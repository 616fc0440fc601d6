//! Scene components
//!
//! Plain data read by the renderers; none of these types touch the GPU.

use std::rc::Rc;

use crate::foundation::math::{Mat4, Quat, Transform, Vec3, Vec4};
use crate::render::camera::SceneCamera;
use crate::render::renderer2d::{Font, TextParams};
use crate::render::renderer3d::{LightSource, Material, Mesh};
use crate::render::resources::Texture2D;

/// Spatial placement of an entity
#[derive(Debug, Clone, PartialEq)]
pub struct TransformComponent {
    /// World space position
    pub translation: Vec3,
    /// World space rotation
    pub rotation: Quat,
    /// Scale factors
    pub scale: Vec3,
}

impl Default for TransformComponent {
    fn default() -> Self {
        Self {
            translation: Vec3::zeros(),
            rotation: Quat::identity(),
            scale: Vec3::new(1.0, 1.0, 1.0),
        }
    }
}

impl TransformComponent {
    /// Create from position only
    pub fn from_position(translation: Vec3) -> Self {
        Self {
            translation,
            ..Default::default()
        }
    }

    /// Set the rotation
    pub fn with_rotation(mut self, rotation: Quat) -> Self {
        self.rotation = rotation;
        self
    }

    /// Set the scale
    pub fn with_scale(mut self, scale: Vec3) -> Self {
        self.scale = scale;
        self
    }

    /// Model matrix (translation * rotation * scale)
    pub fn to_matrix(&self) -> Mat4 {
        Transform {
            position: self.translation,
            rotation: self.rotation,
            scale: self.scale,
        }
        .to_matrix()
    }
}

/// Flat or textured quad
#[derive(Debug, Clone)]
pub struct SpriteRendererComponent {
    /// Tint, or the fill color when there is no texture
    pub color: Vec4,
    /// Optional texture
    pub texture: Option<Rc<Texture2D>>,
    /// Texture repeat count across the quad
    pub tiling_factor: f32,
}

impl Default for SpriteRendererComponent {
    fn default() -> Self {
        Self::new(Vec4::new(1.0, 1.0, 1.0, 1.0))
    }
}

impl SpriteRendererComponent {
    /// Untextured sprite
    pub fn new(color: Vec4) -> Self {
        Self {
            color,
            texture: None,
            tiling_factor: 1.0,
        }
    }

    /// Set the texture
    pub fn with_texture(mut self, texture: Rc<Texture2D>) -> Self {
        self.texture = Some(texture);
        self
    }

    /// Set the tiling factor
    pub fn with_tiling(mut self, tiling_factor: f32) -> Self {
        self.tiling_factor = tiling_factor;
        self
    }
}

/// Disc or ring inscribed in the entity quad
#[derive(Debug, Clone, PartialEq)]
pub struct CircleRendererComponent {
    /// Fill color
    pub color: Vec4,
    /// 1.0 fills the disc, smaller values draw a ring
    pub thickness: f32,
    /// Edge softness
    pub fade: f32,
}

impl Default for CircleRendererComponent {
    fn default() -> Self {
        Self {
            color: Vec4::new(1.0, 1.0, 1.0, 1.0),
            thickness: 1.0,
            fade: 0.005,
        }
    }
}

/// MSDF text
#[derive(Debug, Clone)]
pub struct TextComponent {
    /// String to draw
    pub text: String,
    /// Font with its atlas
    pub font: Rc<Font>,
    /// Color and spacing
    pub params: TextParams,
}

impl TextComponent {
    /// Text with default parameters
    pub fn new(text: impl Into<String>, font: Rc<Font>) -> Self {
        Self {
            text: text.into(),
            font,
            params: TextParams::default(),
        }
    }
}

/// Light placed by the entity transform
#[derive(Debug, Clone, PartialEq, Default)]
pub struct LightSourceComponent {
    /// Photometric data
    pub light: LightSource,
}

impl From<LightSource> for LightSourceComponent {
    fn from(light: LightSource) -> Self {
        Self { light }
    }
}

/// Lit mesh
#[derive(Debug, Clone)]
pub struct MeshRendererComponent {
    /// Uploaded geometry
    pub mesh: Rc<Mesh>,
    /// Surface description
    pub material: Material,
    /// Rendered into the shadow map
    pub cast_shadows: bool,
}

impl MeshRendererComponent {
    /// Shadow-casting mesh
    pub fn new(mesh: Rc<Mesh>, material: Material) -> Self {
        Self {
            mesh,
            material,
            cast_shadows: true,
        }
    }
}

/// Runtime camera
#[derive(Debug, Clone, PartialEq, Default)]
pub struct CameraComponent {
    /// Projection
    pub camera: SceneCamera,
    /// Used by `on_render_runtime`; the first primary camera wins
    pub primary: bool,
    /// Keep the aspect ratio on viewport resize
    pub fixed_aspect_ratio: bool,
}

impl CameraComponent {
    /// Primary camera with `camera` projection
    pub fn primary(camera: SceneCamera) -> Self {
        Self {
            camera,
            primary: true,
            fixed_aspect_ratio: false,
        }
    }
}

/// Environment cube map
#[derive(Debug, Clone)]
pub struct SkyboxComponent {
    /// Cube map texture
    pub cubemap: Rc<Texture2D>,
}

· · · ·

> [WHAT IS NEEDED] Take the records above and return them exactly as written.

> [OUTPUT FOR THIS EXERCISE]
repository 616fc0440fc601d6
//! Scene components
//!
//! Plain data read by the renderers; none of these types touch the GPU.

use std::rc::Rc;

use crate::foundation::math::{Mat4, Quat, Transform, Vec3, Vec4};
use crate::render::camera::SceneCamera;
use crate::render::renderer2d::{Font, TextParams};
use crate::render::renderer3d::{LightSource, Material, Mesh};
use crate::render::resources::Texture2D;

/// Spatial placement of an entity
#[derive(Debug, Clone, PartialEq)]
pub struct TransformComponent {
    /// World space position
    pub translation: Vec3,
    /// World space rotation
    pub rotation: Quat,
    /// Scale factors
    pub scale: Vec3,
}

impl Default for TransformComponent {
    fn default() -> Self {
        Self {
            translation: Vec3::zeros(),
            rotation: Quat::identity(),
            scale: Vec3::new(1.0, 1.0, 1.0),
        }
    }
}

impl TransformComponent {
    /// Create from position only
    pub fn from_position(translation: Vec3) -> Self {
        Self {
            translation,
            ..Default::default()
        }
    }

    /// Set the rotation
    pub fn with_rotation(mut self, rotation: Quat) -> Self {
        self.rotation = rotation;
        self
    }

    /// Set the scale
    pub fn with_scale(mut self, scale: Vec3) -> Self {
        self.scale = scale;
        self
    }

    /// Model matrix (translation * rotation * scale)
    pub fn to_matrix(&self) -> Mat4 {
        Transform {
            position: self.translation,
            rotation: self.rotation,
            scale: self.scale,
        }
        .to_matrix()
    }
}

/// Flat or textured quad
#[derive(Debug, Clone)]
pub struct SpriteRendererComponent {
    /// Tint, or the fill color when there is no texture
    pub color: Vec4,
    /// Optional texture
    pub texture: Option<Rc<Texture2D>>,
    /// Texture repeat count across the quad
    pub tiling_factor: f32,
}

impl Default for SpriteRendererComponent {
    fn default() -> Self {
        Self::new(Vec4::new(1.0, 1.0, 1.0, 1.0))
    }
}

impl SpriteRendererComponent {
    /// Untextured sprite
    pub fn new(color: Vec4) -> Self {
        Self {
            color,
            texture: None,
            tiling_factor: 1.0,
        }
    }

    /// Set the texture
    pub fn with_texture(mut self, texture: Rc<Texture2D>) -> Self {
        self.texture = Some(texture);
        self
    }

    /// Set the tiling factor
    pub fn with_tiling(mut self, tiling_factor: f32) -> Self {
        self.tiling_factor = tiling_factor;
        self
    }
}

/// Disc or ring inscribed in the entity quad
#[derive(Debug, Clone, PartialEq)]
pub struct CircleRendererComponent {
    /// Fill color
    pub color: Vec4,
    /// 1.0 fills the disc, smaller values draw a ring
    pub thickness: f32,
    /// Edge softness
    pub fade: f32,
}

impl Default for CircleRendererComponent {
    fn default() -> Self {
        Self {
            color: Vec4::new(1.0, 1.0, 1.0, 1.0),
            thickness: 1.0,
            fade: 0.005,
        }
    }
}

/// MSDF text
#[derive(Debug, Clone)]
pub struct TextComponent {
    /// String to draw
    pub text: String,
    /// Font with its atlas
    pub font: Rc<Font>,
    /// Color and spacing
    pub params: TextParams,
}

impl TextComponent {
    /// Text with default parameters
    pub fn new(text: impl Into<String>, font: Rc<Font>) -> Self {
        Self {
            text: text.into(),
            font,
            params: TextParams::default(),
        }
    }
}

/// Light placed by the entity transform
#[derive(Debug, Clone, PartialEq, Default)]
pub struct LightSourceComponent {
    /// Photometric data
    pub light: LightSource,
}

impl From<LightSource> for LightSourceComponent {
    fn from(light: LightSource) -> Self {
        Self { light }
    }
}

/// Lit mesh
#[derive(Debug, Clone)]
pub struct MeshRendererComponent {
    /// Uploaded geometry
    pub mesh: Rc<Mesh>,
    /// Surface description
    pub material: Material,
    /// Rendered into the shadow map
    pub cast_shadows: bool,
}

impl MeshRendererComponent {
    /// Shadow-casting mesh
    pub fn new(mesh: Rc<Mesh>, material: Material) -> Self {
        Self {
            mesh,
            material,
            cast_shadows: true,
        }
    }
}

/// Runtime camera
#[derive(Debug, Clone, PartialEq, Default)]
pub struct CameraComponent {
    /// Projection
    pub camera: SceneCamera,
    /// Used by `on_render_runtime`; the first primary camera wins
    pub primary: bool,
    /// Keep the aspect ratio on viewport resize
    pub fixed_aspect_ratio: bool,
}

impl CameraComponent {
    /// Primary camera with `camera` projection
    pub fn primary(camera: SceneCamera) -> Self {
        Self {
            camera,
            primary: true,
            fixed_aspect_ratio: false,
        }
    }
}

/// Environment cube map
#[derive(Debug, Clone)]
pub struct SkyboxComponent {
    /// Cube map texture
    pub cubemap: Rc<Texture2D>,
}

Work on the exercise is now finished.